Attack ads accounted for about 70 percent of the airings paid for by politically active nonprofits, according to the analysis of television ads identified as positive or negative. By comparison, fewer than 20 percent of airings paid for by all political groups were critical in tone.
The analysis of data from the Political TV Ad Archive, which tracked TV ads in 23 television markets in more than a dozen key primary states, offers a more detailed look at the emerging power of politically active nonprofits. The groups’ financial influence has grown since the U.S. Supreme Court’s 2010 Citizens United decision. The ruling allowed corporations and unions to spend unlimited amounts of money on political ads, as long as that spending was independent of candidates or campaigns.
Because “dark money” organizations are not required by law to disclose their donors, viewers often have no idea who is paying for the ads they see. A 2015 New York Times/CBS News poll found that 75 percent of all Americans believe such organizations should disclose the names of their political donors. Some research suggests that audiences feel more favorably about a candidate targeted by an attack ad when they know who is behind it.
Eclipsing Super PACs
Although they accounted for a small percentage of ads aired during the 2016 primary season, “dark money” groups have eclipsed super PACs as the entities most likely to use negative advertising, according to the analysis. A bare majority of super PAC-sponsored ads were negative.
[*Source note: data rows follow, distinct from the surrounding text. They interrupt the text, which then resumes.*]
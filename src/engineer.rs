//! Stint-level race engineer
//!
//! [`StintEngineer`] owns every analysis component, feeds them one sample at a
//! time and sequences their output into a stint workflow:
//!
//! ```text
//! WAITING ──first playing tick──▶ GATHERING ──min laps──▶ CHECKING
//!                                     │                       │
//!                                     └──── distance reached, change needed ───▶ BOX
//!                                                                                │
//!            GATHERING ◀──── pit visit, then back on track above restart speed ──┘
//! ```
//!
//! Race sessions never leave GATHERING/CHECKING: setup analysis is suspended
//! and the message only reports distance and handling.
//!
//! ## Usage Example
//!
//! ```rust
//! use race_engineer::{EngineerConfig, StintEngineer, StintState};
//! use race_engineer::types::{GameState, TelemetrySample};
//!
//! let mut engineer = StintEngineer::new(EngineerConfig::default());
//! engineer.update(&TelemetrySample { game_state: GameState::Playing, ..TelemetrySample::default() });
//!
//! let report = engineer.report();
//! assert_eq!(report.state, StintState::Gathering);
//! assert!(!report.ready);
//! ```

use serde::Serialize;
use std::collections::BTreeMap;
use std::fmt;
use std::time::Instant;
use tracing::{debug, info, trace, warn};

use crate::analysis::{
    CamberAction, CornerDiagnosis, CornerWear, EventDetector, EventKind, EventSummary, FuelMonitor,
    FuelStatus, HandlingClassifier, HandlingStatus, PhaseDetector, PressureAction, SteeringAdvice,
    SteeringLockAnalyzer, TightestCorner, TrackRecorder, TyreThermalAnalyzer, WearMonitor,
};
use crate::config::EngineerConfig;
use crate::types::{Phase, TelemetrySample};

/// Stint workflow state.
#[derive(Debug, Clone, Copy, Default, PartialEq, Eq, Serialize)]
#[serde(rename_all = "SCREAMING_SNAKE_CASE")]
#[cfg_attr(feature = "tauri", derive(specta::Type))]
pub enum StintState {
    #[default]
    Waiting,
    Gathering,
    Checking,
    Box,
}

impl StintState {
    pub fn as_str(self) -> &'static str {
        match self {
            StintState::Waiting => "WAITING",
            StintState::Gathering => "GATHERING",
            StintState::Checking => "CHECKING",
            StintState::Box => "BOX",
        }
    }
}

impl fmt::Display for StintState {
    fn fmt(&self, f: &mut fmt::Formatter<'_>) -> fmt::Result {
        f.write_str(self.as_str())
    }
}

/// How the current stint compares to the previous one.
#[derive(Debug, Clone, Copy, PartialEq, Eq, Serialize)]
#[serde(rename_all = "SCREAMING_SNAKE_CASE")]
#[cfg_attr(feature = "tauri", derive(specta::Type))]
pub enum SetupFeedback {
    Improved,
    Worsened,
    Neutral,
}

/// Setup verdict of one stint, kept as the baseline for the next one.
#[derive(Debug, Clone, PartialEq, Serialize)]
#[cfg_attr(feature = "tauri", derive(specta::Type))]
pub struct SetupSnapshot {
    pub pressure: [PressureAction; 4],
    pub camber: [CamberAction; 4],
    pub events: BTreeMap<EventKind, u32>,
}

impl SetupSnapshot {
    pub fn capture(tyres: &[CornerDiagnosis; 4], events: &EventSummary) -> Self {
        Self {
            pressure: tyres.each_ref().map(|t| t.pressure_action),
            camber: tyres.each_ref().map(|t| t.camber_action),
            events: events.summary.iter().map(|(kind, c)| (*kind, c.count)).collect(),
        }
    }

    /// Non-OK tyre actions plus every recorded event.
    pub fn problem_count(&self) -> u32 {
        let pressure = self.pressure.iter().filter(|a| **a != PressureAction::Ok).count() as u32;
        let camber = self.camber.iter().filter(|a| **a != CamberAction::Ok).count() as u32;
        pressure + camber + self.events.values().sum::<u32>()
    }

    /// Feedback for `self` measured against an earlier baseline.
    pub fn compare(&self, baseline: &SetupSnapshot) -> SetupFeedback {
        let (current, previous) = (self.problem_count(), baseline.problem_count());
        match current.cmp(&previous) {
            std::cmp::Ordering::Less => SetupFeedback::Improved,
            std::cmp::Ordering::Greater => SetupFeedback::Worsened,
            std::cmp::Ordering::Equal => SetupFeedback::Neutral,
        }
    }
}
The archive data show that nonprofit organizations paid for more than 4,000 airings of ads that were unambiguously negative or positive -- less than 3 percent of all the spots aired in the 23 markets. Cumulatively, those airings took up about 2,100 minutes -- roughly 34.5 hours, or almost a full day-and-a-half of viewing.
Super PACs, which can also accept unlimited contributions but must report them to the Federal Election Commission, paid for more than 33,000 airings of ads. More than a third of the spots that aired were negative, and many targeted Donald Trump.
Campaign committees, which must disclose donors and follow laws limiting the size of contributions, remain the largest sponsor of advertisements. Because they are so closely associated with individual candidates, they are traditionally the least likely political entities to air negative ads. In the key markets, campaign committees paid for about 100,000 airings of political ads. MapLight found that about one percent -- or roughly 1,000 ads -- were negative in tone.
Targeting Trump
A 30-second spot attacking the business record of Republican nominee Donald Trump was the most frequently aired negative ad sponsored by a “dark money” group. Club for Growth, a conservative 501(c)(4) organization, paid for the spot, which ran more than 500 times in the San Francisco, Orlando and Tampa-St. Petersburg markets over a two-week period in early March.
Florida media markets were especially popular for negative ads sponsored by nonprofits. The American Future Fund, a conservative-leaning organization that once had ties to the billionaire libertarian brothers Charles and David Koch, paid for almost 1,400 airings of attack ads in the central Florida markets of Orlando-Daytona Beach-Melbourne and Tampa-St. Petersburg during the primary season. Most of the ads were aimed at derailing Trump’s candidacy and focused either on the alleged victims of his “Trump University” program or his affinity for profanity.